WHAT IS NEEDED:
Copy all lines in the material holding the string "parsed".

DATASET ENTRIES: Begin

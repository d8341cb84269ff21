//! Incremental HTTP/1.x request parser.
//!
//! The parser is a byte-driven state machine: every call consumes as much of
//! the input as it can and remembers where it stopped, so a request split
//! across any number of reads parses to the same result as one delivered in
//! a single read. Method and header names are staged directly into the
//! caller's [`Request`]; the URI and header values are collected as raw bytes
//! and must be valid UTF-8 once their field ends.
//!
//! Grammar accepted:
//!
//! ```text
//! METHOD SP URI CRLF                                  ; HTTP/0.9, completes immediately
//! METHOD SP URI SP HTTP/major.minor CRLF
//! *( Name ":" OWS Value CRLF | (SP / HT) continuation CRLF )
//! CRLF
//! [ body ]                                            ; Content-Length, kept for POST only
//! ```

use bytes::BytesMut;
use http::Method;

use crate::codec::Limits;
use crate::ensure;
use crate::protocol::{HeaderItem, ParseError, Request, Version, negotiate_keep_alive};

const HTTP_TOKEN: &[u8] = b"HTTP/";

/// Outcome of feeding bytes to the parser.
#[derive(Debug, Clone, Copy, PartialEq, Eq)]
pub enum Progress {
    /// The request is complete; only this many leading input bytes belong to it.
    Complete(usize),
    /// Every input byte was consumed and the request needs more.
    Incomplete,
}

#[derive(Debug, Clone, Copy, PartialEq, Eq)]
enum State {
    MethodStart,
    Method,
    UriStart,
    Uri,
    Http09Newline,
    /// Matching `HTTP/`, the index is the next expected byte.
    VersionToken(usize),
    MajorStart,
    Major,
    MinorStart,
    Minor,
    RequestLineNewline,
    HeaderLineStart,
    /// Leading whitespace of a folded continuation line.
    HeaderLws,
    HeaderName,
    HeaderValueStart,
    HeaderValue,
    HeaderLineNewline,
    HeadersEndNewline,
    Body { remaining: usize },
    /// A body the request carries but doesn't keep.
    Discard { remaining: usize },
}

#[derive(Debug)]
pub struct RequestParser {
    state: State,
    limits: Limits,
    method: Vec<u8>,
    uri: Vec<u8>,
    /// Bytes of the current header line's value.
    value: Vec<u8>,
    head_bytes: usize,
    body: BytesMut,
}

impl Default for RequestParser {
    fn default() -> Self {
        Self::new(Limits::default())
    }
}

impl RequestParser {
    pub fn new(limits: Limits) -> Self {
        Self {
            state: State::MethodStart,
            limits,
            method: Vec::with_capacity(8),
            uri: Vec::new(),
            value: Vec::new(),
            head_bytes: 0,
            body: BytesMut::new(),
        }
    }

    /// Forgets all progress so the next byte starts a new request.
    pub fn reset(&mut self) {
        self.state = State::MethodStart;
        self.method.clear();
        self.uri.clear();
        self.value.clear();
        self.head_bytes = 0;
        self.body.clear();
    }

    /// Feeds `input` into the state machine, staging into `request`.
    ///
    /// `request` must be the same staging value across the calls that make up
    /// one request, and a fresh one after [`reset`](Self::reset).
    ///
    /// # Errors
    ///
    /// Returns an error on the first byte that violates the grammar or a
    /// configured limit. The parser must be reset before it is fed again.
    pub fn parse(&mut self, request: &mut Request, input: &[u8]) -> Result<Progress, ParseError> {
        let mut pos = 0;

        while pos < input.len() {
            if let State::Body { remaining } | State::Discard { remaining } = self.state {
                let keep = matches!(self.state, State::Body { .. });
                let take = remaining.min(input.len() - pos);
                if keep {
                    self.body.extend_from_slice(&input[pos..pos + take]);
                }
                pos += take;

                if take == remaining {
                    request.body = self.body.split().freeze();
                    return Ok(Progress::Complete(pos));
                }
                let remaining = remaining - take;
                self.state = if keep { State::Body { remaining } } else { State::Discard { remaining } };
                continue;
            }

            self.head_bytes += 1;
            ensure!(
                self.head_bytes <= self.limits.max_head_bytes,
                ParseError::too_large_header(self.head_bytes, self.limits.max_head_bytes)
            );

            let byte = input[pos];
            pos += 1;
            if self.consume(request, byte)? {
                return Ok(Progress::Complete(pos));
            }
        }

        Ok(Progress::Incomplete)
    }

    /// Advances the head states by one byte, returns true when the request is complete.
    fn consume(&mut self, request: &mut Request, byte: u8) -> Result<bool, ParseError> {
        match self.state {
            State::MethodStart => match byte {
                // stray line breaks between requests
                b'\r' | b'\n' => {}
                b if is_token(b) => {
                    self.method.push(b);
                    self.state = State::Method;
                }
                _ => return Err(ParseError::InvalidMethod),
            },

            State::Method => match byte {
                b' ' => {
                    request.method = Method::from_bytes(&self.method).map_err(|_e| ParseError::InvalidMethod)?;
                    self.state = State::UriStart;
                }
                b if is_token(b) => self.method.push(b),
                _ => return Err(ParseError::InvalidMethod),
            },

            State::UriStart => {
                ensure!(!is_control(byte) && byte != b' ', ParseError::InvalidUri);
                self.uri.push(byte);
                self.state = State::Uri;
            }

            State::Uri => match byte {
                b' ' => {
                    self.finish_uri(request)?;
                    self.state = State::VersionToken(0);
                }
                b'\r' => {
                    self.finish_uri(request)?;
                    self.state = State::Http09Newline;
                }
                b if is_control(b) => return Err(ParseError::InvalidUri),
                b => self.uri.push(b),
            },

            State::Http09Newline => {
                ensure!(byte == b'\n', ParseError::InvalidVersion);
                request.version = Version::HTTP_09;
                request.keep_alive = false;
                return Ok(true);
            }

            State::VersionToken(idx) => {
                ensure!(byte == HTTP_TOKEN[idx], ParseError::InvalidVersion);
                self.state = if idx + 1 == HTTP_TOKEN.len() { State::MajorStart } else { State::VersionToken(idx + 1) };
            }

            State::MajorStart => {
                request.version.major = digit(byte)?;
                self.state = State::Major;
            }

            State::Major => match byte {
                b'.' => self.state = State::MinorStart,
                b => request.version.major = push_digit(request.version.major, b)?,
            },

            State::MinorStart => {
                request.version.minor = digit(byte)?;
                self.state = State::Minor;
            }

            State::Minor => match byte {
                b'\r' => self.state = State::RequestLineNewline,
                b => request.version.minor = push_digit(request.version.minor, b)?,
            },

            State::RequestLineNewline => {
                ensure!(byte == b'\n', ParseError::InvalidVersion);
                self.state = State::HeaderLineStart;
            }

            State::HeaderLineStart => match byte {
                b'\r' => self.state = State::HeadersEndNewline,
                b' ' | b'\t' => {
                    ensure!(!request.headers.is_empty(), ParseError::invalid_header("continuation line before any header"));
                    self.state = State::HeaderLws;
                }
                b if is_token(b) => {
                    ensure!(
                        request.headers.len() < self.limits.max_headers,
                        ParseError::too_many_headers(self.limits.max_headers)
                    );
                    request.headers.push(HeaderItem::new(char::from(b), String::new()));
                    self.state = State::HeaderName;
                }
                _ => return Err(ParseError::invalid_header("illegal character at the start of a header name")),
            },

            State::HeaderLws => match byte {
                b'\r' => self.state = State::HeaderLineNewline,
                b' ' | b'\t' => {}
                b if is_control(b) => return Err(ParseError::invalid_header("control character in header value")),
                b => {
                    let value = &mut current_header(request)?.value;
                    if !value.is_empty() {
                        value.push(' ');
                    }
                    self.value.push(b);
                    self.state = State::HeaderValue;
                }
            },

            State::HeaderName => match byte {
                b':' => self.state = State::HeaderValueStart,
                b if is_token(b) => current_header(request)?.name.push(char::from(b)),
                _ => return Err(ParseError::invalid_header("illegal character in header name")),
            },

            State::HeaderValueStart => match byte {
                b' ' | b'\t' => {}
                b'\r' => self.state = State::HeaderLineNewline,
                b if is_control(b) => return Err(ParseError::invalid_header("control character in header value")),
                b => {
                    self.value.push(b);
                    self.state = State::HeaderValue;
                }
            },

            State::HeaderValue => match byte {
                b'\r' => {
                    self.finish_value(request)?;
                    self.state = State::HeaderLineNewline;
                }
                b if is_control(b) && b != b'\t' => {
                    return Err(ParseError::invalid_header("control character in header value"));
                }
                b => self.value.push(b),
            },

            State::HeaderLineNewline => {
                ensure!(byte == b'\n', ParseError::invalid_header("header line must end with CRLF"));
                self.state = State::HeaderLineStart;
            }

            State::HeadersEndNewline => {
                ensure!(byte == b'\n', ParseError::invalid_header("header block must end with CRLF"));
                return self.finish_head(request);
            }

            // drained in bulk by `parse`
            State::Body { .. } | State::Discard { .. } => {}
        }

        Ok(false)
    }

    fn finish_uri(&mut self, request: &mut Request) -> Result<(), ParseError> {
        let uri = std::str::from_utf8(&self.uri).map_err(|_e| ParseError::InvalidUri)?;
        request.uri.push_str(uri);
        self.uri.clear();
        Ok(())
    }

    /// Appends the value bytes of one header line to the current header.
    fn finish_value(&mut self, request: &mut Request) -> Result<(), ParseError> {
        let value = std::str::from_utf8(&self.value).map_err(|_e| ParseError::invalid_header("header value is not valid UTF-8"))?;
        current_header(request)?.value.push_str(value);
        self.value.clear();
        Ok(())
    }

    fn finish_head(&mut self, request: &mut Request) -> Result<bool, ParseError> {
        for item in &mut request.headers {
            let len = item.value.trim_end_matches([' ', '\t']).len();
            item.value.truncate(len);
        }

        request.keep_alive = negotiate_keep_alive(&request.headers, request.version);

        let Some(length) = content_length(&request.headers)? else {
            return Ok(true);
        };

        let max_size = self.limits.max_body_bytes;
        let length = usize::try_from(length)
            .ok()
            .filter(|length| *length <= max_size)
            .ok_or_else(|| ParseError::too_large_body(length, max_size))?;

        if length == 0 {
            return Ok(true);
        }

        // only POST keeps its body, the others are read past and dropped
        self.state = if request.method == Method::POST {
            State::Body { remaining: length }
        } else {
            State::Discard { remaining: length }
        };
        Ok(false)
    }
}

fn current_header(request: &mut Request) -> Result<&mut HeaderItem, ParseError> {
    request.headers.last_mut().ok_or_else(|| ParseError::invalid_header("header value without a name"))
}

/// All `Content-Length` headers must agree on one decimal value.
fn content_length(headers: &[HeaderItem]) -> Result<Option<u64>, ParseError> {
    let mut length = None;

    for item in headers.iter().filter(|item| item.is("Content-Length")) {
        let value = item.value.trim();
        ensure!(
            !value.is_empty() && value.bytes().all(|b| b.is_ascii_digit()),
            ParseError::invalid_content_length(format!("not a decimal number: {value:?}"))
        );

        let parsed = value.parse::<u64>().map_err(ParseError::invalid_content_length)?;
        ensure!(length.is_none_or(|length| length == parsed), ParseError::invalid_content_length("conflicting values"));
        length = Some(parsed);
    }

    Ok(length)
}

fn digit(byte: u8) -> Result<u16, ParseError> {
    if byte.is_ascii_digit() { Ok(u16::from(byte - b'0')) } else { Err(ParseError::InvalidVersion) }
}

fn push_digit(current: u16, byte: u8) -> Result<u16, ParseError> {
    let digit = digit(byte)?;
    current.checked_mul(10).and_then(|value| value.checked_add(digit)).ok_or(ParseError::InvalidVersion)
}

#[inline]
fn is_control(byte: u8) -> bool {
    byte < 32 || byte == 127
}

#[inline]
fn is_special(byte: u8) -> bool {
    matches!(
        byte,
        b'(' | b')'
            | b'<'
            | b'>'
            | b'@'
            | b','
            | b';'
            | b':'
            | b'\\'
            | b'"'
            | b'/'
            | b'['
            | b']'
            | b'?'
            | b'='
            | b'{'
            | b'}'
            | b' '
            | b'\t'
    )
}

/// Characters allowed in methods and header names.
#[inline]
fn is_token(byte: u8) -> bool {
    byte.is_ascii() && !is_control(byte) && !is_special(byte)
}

DATASET ENTRIES: End

OUTPUT:
        let parsed = value.parse::<u64>().map_err(ParseError::invalid_content_length)?;
        ensure!(length.is_none_or(|length| length == parsed), ParseError::invalid_content_length("conflicting values"));
        length = Some(parsed);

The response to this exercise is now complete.